L’inverno sta arrivando e le buone creme di verdure la sera sono una delizia!

Filetto di maiale con pancetta e patate

Nulla di preventivato per il pranzo, visto che la domenica non ci siamo quasi mai, ma  ancora la neve ci costringe in casa e cosa mangiare?

Ho scongelato un filetto di maiale, ho fatto delle fette di spessore di circa 3 cm, non tagliando fino in fondo; vi ho inserito delle mezze fette di pancetta, l’ho ben legato con lo spago da cucina e insaporito con rosmarino, finocchio e sale.

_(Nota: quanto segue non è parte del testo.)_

use nalgebra::SymmetricEigen;

use crate::error::LidError;
use crate::geometry::surface::Plane;
use crate::math::polygon_3d::vertex_average;
use crate::math::{Matrix3, Point3, Vector3};
use crate::topology::{FaceId, FaceSurface, TopologyStore};

/// Where a lid plane came from.
#[derive(Debug, Clone, Copy, PartialEq)]
pub enum PlaneSource {
    /// The face's own supporting plane.
    Exact,
    /// Least-squares fit through the boundary samples.
    BestFit {
        /// Root-mean-square distance of the samples from the plane.
        rms: f64,
    },
}

/// A plane chosen for a lid, with its provenance.
#[derive(Debug, Clone)]
pub struct FittedPlane {
    pub plane: Plane,
    pub source: PlaneSource,
}

/// Determines the plane a face's lid is built on.
///
/// Planar faces use their supporting plane exactly. Any other face gets the
/// least-squares plane through its boundary samples, see [`fit_plane`].
pub struct DeterminePlane<'a> {
    face: FaceId,
    samples: &'a [Point3],
    tolerance: f64,
}

impl<'a> DeterminePlane<'a> {
    /// Creates a new `DeterminePlane` operation over the face's boundary
    /// samples.
    #[must_use]
    pub fn new(face: FaceId, samples: &'a [Point3]) -> Self {
        Self {
            face,
            samples,
            tolerance: 1e-6,
        }
    }

    /// Sets the relative tolerance below which the samples count as
    /// collinear.
    #[must_use]
    pub fn with_tolerance(mut self, tolerance: f64) -> Self {
        self.tolerance = tolerance;
        self
    }

    /// Executes the operation.
    ///
    /// # Errors
    ///
    /// Returns [`LidError::PlaneFit`] when a non-planar face's samples do not
    /// span a plane, or [`LidError::Kernel`] if the face is missing.
    pub fn execute(&self, store: &TopologyStore) -> Result<FittedPlane, LidError> {
        match &store.face(self.face)?.surface {
            FaceSurface::Plane(plane) => Ok(FittedPlane {
                plane: plane.clone(),
                source: PlaneSource::Exact,
            }),
            FaceSurface::Cylinder(_) => fit_plane(self.samples, self.tolerance),
        }
    }
}

/// Least-squares plane through `points`.
///
/// The plane passes through the centroid; its normal is the eigenvector of
/// the smallest eigenvalue of the sample covariance, signed so that its
/// largest component is positive. The result does not depend on the order
/// of the points.
///
/// # Errors
///
/// Returns [`LidError::PlaneFit`] for fewer than three points, coincident
/// points, or points whose second-largest spread is within `tolerance` of
/// their extent (a line).
pub fn fit_plane(points: &[Point3], tolerance: f64) -> Result<FittedPlane, LidError> {
    if points.len() < 3 {
        return Err(LidError::PlaneFit(format!(
            "need at least 3 points, got {}",
            points.len()
        )));
    }

    let centroid = vertex_average(points);
    let mut covariance = Matrix3::zeros();
    for p in points {
        let d = p - centroid;
        covariance += d * d.transpose();
    }
    #[allow(clippy::cast_precision_loss)]
    let count = points.len() as f64;
    covariance /= count;

    let eigen = SymmetricEigen::new(covariance);
    let mut order = [0usize, 1, 2];
    order.sort_by(|&a, &b| eigen.eigenvalues[a].total_cmp(&eigen.eigenvalues[b]));

    let largest = eigen.eigenvalues[order[2]];
    let middle = eigen.eigenvalues[order[1]];
    if largest <= 0.0 || middle <= tolerance * tolerance * largest {
        return Err(LidError::PlaneFit(format!(
            "boundary samples are collinear (spread {middle:e} vs {largest:e})"
        )));
    }

    let normal = canonical(eigen.eigenvectors.column(order[0]).into_owned());
    let plane = Plane::from_normal(centroid, normal).map_err(|e| LidError::PlaneFit(e.to_string()))?;

    let sum_sq: f64 = points
        .iter()
        .map(|p| plane.signed_distance(p).powi(2))
        .sum();
    Ok(FittedPlane {
        plane,
        source: PlaneSource::BestFit {
            rms: (sum_sq / count).sqrt(),
        },
    })
}

/// Unit vector with its largest-magnitude component made positive.
fn canonical(v: Vector3) -> Vector3 {
    let v = v.normalize();
    if v[v.iamax()] < 0.0 {
        -v
    } else {
        v
    }
}

#[cfg(test)]
#[allow(clippy::unwrap_used)]
mod tests {
    use super::*;
    use crate::operations::creation::MakeBox;

    fn p(x: f64, y: f64, z: f64) -> Point3 {
        Point3::new(x, y, z)
    }

    fn tilted_samples() -> Vec<Point3> {
        // z = 0.5x + 0.25y + 1 with alternating noise.
        let mut points = Vec::new();
        for i in 0..6 {
            for j in 0..4 {
                let (x, y) = (f64::from(i), f64::from(j));
                let noise = if (i + j) % 2 == 0 { 0.01 } else { -0.01 };
                points.push(p(x, y, 0.5 * x + 0.25 * y + 1.0 + noise));
            }
        }
        points
    }

    #[test]
    fn planar_face_uses_exact_plane() {
        let mut store = TopologyStore::new();
        let solid = MakeBox::new(Point3::origin(), p(1.0, 2.0, 3.0))
            .execute(&mut store)
            .unwrap();
        for face in store.solid_faces(solid).unwrap() {
            let fitted = DeterminePlane::new(face, &[]).execute(&store).unwrap();
            assert_eq!(fitted.source, PlaneSource::Exact);
            let FaceSurface::Plane(surface) = &store.face(face).unwrap().surface else {
                panic!("box faces are planar");
            };
            assert!((fitted.plane.plane_normal() - surface.plane_normal()).norm() < 1e-15);
            assert!(fitted.plane.signed_distance(surface.origin()).abs() < 1e-15);
        }
    }

    #[test]
    fn best_fit_recovers_tilted_plane() {
        let fitted = fit_plane(&tilted_samples(), 1e-6).unwrap();
        let expected = Vector3::new(-0.5, -0.25, 1.0).normalize();
        assert!((fitted.plane.plane_normal() - expected).norm() < 1e-2);
        let PlaneSource::BestFit { rms } = fitted.source else {
            panic!("expected a best fit");
        };
        assert!(rms < 0.011);
    }

    #[test]
    fn best_fit_is_order_independent() {
        let points = tilted_samples();
        let a = fit_plane(&points, 1e-6).unwrap();
        let mut reversed = points.clone();
        reversed.reverse();
        let mut rotated = points;
        rotated.rotate_left(7);
        for other in [reversed, rotated] {
            let b = fit_plane(&other, 1e-6).unwrap();
            assert!((a.plane.plane_normal() - b.plane.plane_normal()).norm() < 1e-12);
            assert!(a.plane.signed_distance(b.plane.origin()).abs() < 1e-12);
        }
    }

    #[test]
    fn best_fit_minimizes_squared_distance() {
        let points = tilted_samples();
        let fitted = fit_plane(&points, 1e-6).unwrap();
        let cost = |plane: &Plane| -> f64 { points.iter().map(|q| plane.signed_distance(q).powi(2)).sum() };
        let best = cost(&fitted.plane);
        let normal = *fitted.plane.plane_normal();
        let origin = *fitted.plane.origin();
        for tweak in [Vector3::x(), Vector3::y(), Vector3::z()] {
            let nudged = Plane::from_normal(origin, normal + tweak * 1e-3).unwrap();
            assert!(cost(&nudged) >= best);
            let shifted = Plane::from_normal(origin + normal * 1e-3, normal).unwrap();
            assert!(cost(&shifted) >= best);
        }
    }

    #[test]
    fn collinear_points_fail() {
        let points = vec![p(0.0, 0.0, 0.0), p(1.0, 1.0, 1.0), p(2.0, 2.0, 2.0), p(3.0, 3.0, 3.0)];
        assert!(matches!(fit_plane(&points, 1e-6), Err(LidError::PlaneFit(_))));
    }

    #[test]
    fn too_few_points_fail() {
        let points = vec![p(0.0, 0.0, 0.0), p(1.0, 0.0, 0.0)];
        assert!(matches!(fit_plane(&points, 1e-6), Err(LidError::PlaneFit(_))));
    }

    #[test]
    fn normal_sign_is_canonical() {
        let square = vec![p(0.0, 0.0, 2.0), p(0.0, 1.0, 2.0), p(1.0, 1.0, 2.0), p(1.0, 0.0, 2.0)];
        let fitted = fit_plane(&square, 1e-6).unwrap();
        assert!((fitted.plane.plane_normal() - Vector3::z()).norm() < 1e-12);
    }
}
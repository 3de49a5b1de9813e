use crate::error::Result;
use crate::topology::{SolidId, TopologyStore};

use super::{TessellateFace, TessellationParams, TriangleMesh};

/// Tessellates all faces of a solid into a combined triangle mesh.
///
/// Inner shells (voids) are included, so the mesh bounds the material on
/// every side.
pub struct TessellateSolid {
    solid: SolidId,
    params: TessellationParams,
}

impl TessellateSolid {
    /// Creates a new `TessellateSolid` operation.
    #[must_use]
    pub fn new(solid: SolidId, params: TessellationParams) -> Self {
        Self { solid, params }
    }

    /// Executes the tessellation, returning a combined triangle mesh.
    ///
    /// # Errors
    ///
    /// Returns an error if the solid or any of its faces cannot be tessellated.
    pub fn execute(&self, store: &TopologyStore) -> Result<TriangleMesh> {
        self.params.validate()?;
        let mut combined = TriangleMesh::default();
        for face_id in store.solid_faces(self.solid)? {
            let face_mesh = TessellateFace::new(face_id, self.params).execute(store)?;
            combined.merge(&face_mesh);
        }
        Ok(combined)
    }
}

#[cfg(test)]
#[allow(clippy::unwrap_used)]
mod tests {
    use super::*;
    use crate::math::Point3;
    use crate::operations::creation::MakeBox;

    #[test]
    fn box_tessellates_to_twelve_triangles() {
        let mut store = TopologyStore::new();
        let solid = MakeBox::new(Point3::origin(), Point3::new(1.0, 2.0, 3.0))
            .execute(&mut store)
            .unwrap();
        let mesh = TessellateSolid::new(solid, TessellationParams::default())
            .execute(&store)
            .unwrap();
        assert_eq!(mesh.indices.len(), 12);
    }
}
pub mod intersect_2d;
pub mod intersect_3d;
pub mod polygon_2d;
pub mod polygon_3d;

/// 2D point type.
pub type Point2 = nalgebra::Point2<f64>;

/// 3D point type.
pub type Point3 = nalgebra::Point3<f64>;

/// 3D vector type.
pub type Vector3 = nalgebra::Vector3<f64>;

/// 3x3 matrix, used for covariance accumulation.
pub type Matrix3 = nalgebra::Matrix3<f64>;

/// Global geometric tolerance for floating-point comparisons.
pub const TOLERANCE: f64 = 1e-10;
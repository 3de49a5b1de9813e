//! The CFD preprocessing pipeline: import a solid, select the faces that
//! close its openings, build lids and extract the enclosed volume.

mod config;
mod extract;
mod run;
mod scene;
mod selection;

pub use config::{ExtractionMode, PipelineConfig};
pub use extract::{extract_volume, fold_union, InternalVolume};
pub use run::PipelineRun;
pub use scene::{NullSink, RecordingSink, Scene, SceneSink, Stage};
pub use selection::{FacePicker, Ray, RayPicker, Selection};
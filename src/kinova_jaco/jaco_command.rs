// Copyright (c) 2021 Marco Boneberger
// Licensed under the EUPL-1.2-or-later

//! Contains the lcmt_jaco_command message record and its groomed form.
use serde::Deserialize;
use serde::Serialize;

use crate::exception::JacoResult;
use crate::kinova_jaco::jaco_constants::FINGER_SDK_TO_URDF;
use crate::utils::{check_size, joints_then_fingers, VectorN};

/// A decoded lcmt_jaco_command message.
///
/// Finger values are in the units of the Kinova SDK. A default constructed message has a
/// `utime` of zero, which marks that no message has been received yet.
#[derive(Serialize, Deserialize, Debug, Clone, PartialEq, Default)]
pub struct JacoCommand {
    /// Time at which the message was sent. Unit: \[us\]
    pub utime: i64,
    /// Commanded joint positions. Unit: \[rad\]
    pub joint_position: Vec<f64>,
    /// Commanded joint velocities. Unit: \[rad/s\]
    pub joint_velocity: Vec<f64>,
    /// Commanded finger positions in Kinova SDK units.
    pub finger_position: Vec<f64>,
    /// Commanded finger velocities in Kinova SDK units.
    pub finger_velocity: Vec<f64>,
}

impl JacoCommand {
    /// Creates a message with `utime` 0 and all values set to zero.
    pub fn new_zeroed(num_joints: usize, num_fingers: usize) -> Self {
        JacoCommand {
            utime: 0,
            joint_position: vec![0.; num_joints],
            joint_velocity: vec![0.; num_joints],
            finger_position: vec![0.; num_fingers],
            finger_velocity: vec![0.; num_fingers],
        }
    }

    /// Whether this message was actually received, i.e. it is not a default constructed one.
    pub fn is_valid(&self) -> bool {
        self.utime != 0
    }

    /// Checks every array of the message against the declared number of joints and fingers.
    ///
    /// # Errors
    /// * [`SizeMismatchError`](`crate::exception::JacoException::SizeMismatchError`) naming the
    /// first field with a wrong length.
    pub fn check_size(&self, num_joints: usize, num_fingers: usize) -> JacoResult<()> {
        check_size(
            "lcmt_jaco_command.joint_position",
            num_joints,
            &self.joint_position,
        )?;
        check_size(
            "lcmt_jaco_command.joint_velocity",
            num_joints,
            &self.joint_velocity,
        )?;
        check_size(
            "lcmt_jaco_command.finger_position",
            num_fingers,
            &self.finger_position,
        )?;
        check_size(
            "lcmt_jaco_command.finger_velocity",
            num_fingers,
            &self.finger_velocity,
        )
    }
}

/// The latest message after validation and unit translation.
#[derive(Serialize, Deserialize, Debug, Clone, PartialEq)]
pub struct GroomedCommand {
    /// Whether a valid message has been received.
    pub received: bool,
    /// Joint positions followed by finger positions.
    pub position: VectorN,
    /// Joint velocities followed by finger velocities. Finger velocities are in the units of
    /// the finger joints, see [`FINGER_SDK_TO_URDF`].
    pub velocity: VectorN,
}

impl GroomedCommand {
    /// Grooms a message. A missing or invalid message results in zero position and velocity.
    ///
    /// The message must already have passed [`JacoCommand::check_size`].
    pub fn new(message: Option<&JacoCommand>, num_joints: usize, num_fingers: usize) -> Self {
        match message {
            Some(message) if message.is_valid() => {
                let finger_velocity: Vec<f64> = message
                    .finger_velocity
                    .iter()
                    .map(|v| v * FINGER_SDK_TO_URDF)
                    .collect();
                GroomedCommand {
                    received: true,
                    position: joints_then_fingers(
                        &message.joint_position,
                        &message.finger_position,
                    ),
                    velocity: joints_then_fingers(&message.joint_velocity, &finger_velocity),
                }
            }
            _ => GroomedCommand {
                received: false,
                position: VectorN::zeros(num_joints + num_fingers),
                velocity: VectorN::zeros(num_joints + num_fingers),
            },
        }
    }
}

#[cfg(test)]
mod tests {
    use crate::exception::JacoException;
    use crate::kinova_jaco::jaco_command::{GroomedCommand, JacoCommand};
    use crate::kinova_jaco::jaco_constants::FINGER_SDK_TO_URDF;

    fn float_compare(a: f64, b: f64, thresh: f64) {
        assert!((a - b).abs() < thresh, "{} != {}", a, b);
    }

    fn message() -> JacoCommand {
        JacoCommand {
            utime: 12,
            joint_position: vec![0.1, 0.2],
            joint_velocity: vec![1.0, -1.0],
            finger_position: vec![3400., 6800., 0.],
            finger_velocity: vec![680., -680., 0.],
        }
    }

    #[test]
    fn default_message_is_not_valid() {
        assert!(!JacoCommand::default().is_valid());
        assert!(!JacoCommand::new_zeroed(7, 3).is_valid());
        assert!(message().is_valid());
    }

    #[test]
    fn groom_missing_or_invalid_message() {
        for groomed in [
            GroomedCommand::new(None, 2, 3),
            GroomedCommand::new(Some(&JacoCommand::new_zeroed(2, 3)), 2, 3),
        ]
        .iter()
        {
            assert!(!groomed.received);
            assert_eq!(groomed.position.len(), 5);
            assert_eq!(groomed.velocity.len(), 5);
            assert!(groomed.position.iter().all(|x| *x == 0.));
            assert!(groomed.velocity.iter().all(|x| *x == 0.));
        }
    }

    #[test]
    fn groom_scales_finger_velocities_only() {
        let groomed = GroomedCommand::new(Some(&message()), 2, 3);
        assert!(groomed.received);
        assert_eq!(groomed.position.as_slice(), &[0.1, 0.2, 3400., 6800., 0.]);
        assert_eq!(groomed.velocity[0], 1.0);
        assert_eq!(groomed.velocity[1], -1.0);
        float_compare(groomed.velocity[2], 680. * FINGER_SDK_TO_URDF, 1e-12);
        float_compare(groomed.velocity[3], -680. * FINGER_SDK_TO_URDF, 1e-12);
        assert!(groomed.velocity[3] < 0.);
        assert_eq!(groomed.velocity[4], 0.);
    }

    #[test]
    fn check_size_names_field() {
        assert!(message().check_size(2, 3).is_ok());
        let mut bad = message();
        bad.finger_velocity.pop();
        assert_eq!(
            bad.check_size(2, 3),
            Err(JacoException::SizeMismatchError {
                port: "lcmt_jaco_command.finger_velocity".to_string(),
                expected: 3,
                actual: 2,
            })
        );
        assert!(message().check_size(3, 3).is_err());
    }

    #[test]
    fn message_serde() {
        let json = serde_json::to_string(&message()).unwrap();
        let decoded: JacoCommand = serde_json::from_str(&json).unwrap();
        assert_eq!(decoded, message());
    }
}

Ho scaldato l’olio d’oliva con due-tre spicchi d’aglio non sbucciato in una padella e ho fatto rosolare la carne. L’ho spruzzata con del marsala secco e fatto evaporare. Ho trasferito il tutto nella pentola a pressione e, dal fischio, ho lasciato cuocere per 5-6 minuti.

Intanto, ho lessato delle patate sbucciate per alcuni minuti in un’altra pentola a pressione con poca acqua e sale: la cottura le deve lasciare intere!

Le ho fatte raffreddare un pochino e le ho tagliate a pezzi. Ho scaldato in una padella antiaderente l’ olio d’oliva con l’aglio vestito, e messo giù le patate. Le ho fate rosolare, girandole continuamente e, verso la fine, ho aggiunto un po’ di rosmarino e finocchio.

Ho servito, irrorarando il filetto con il sughetto, contornato dalle patate.

Piatto dal gusto sicuramente tradizionale e non innovativo, ma  ottimo … almeno secondo me!

La pentola a pressione

La pentola a pressione è una delle risorse fondamentali in cucina, soprattutto per abbreviare i tempi di preparazione e non solo: il sapore dei cibi ci guadagna sicuramente.

Io ci preparo moltissime cose, dal classico sugo di pomodoro e odori al ragù, spezzatino, risotto, polenta, seppie e piselli, arista, carciofi alla romana …

L’importante è prenderci un po’ di confidenza e seguire, all’inizio, i tempi indicati nelle istruzioni della pentola ed avere alcuni piccoli accorgimenti.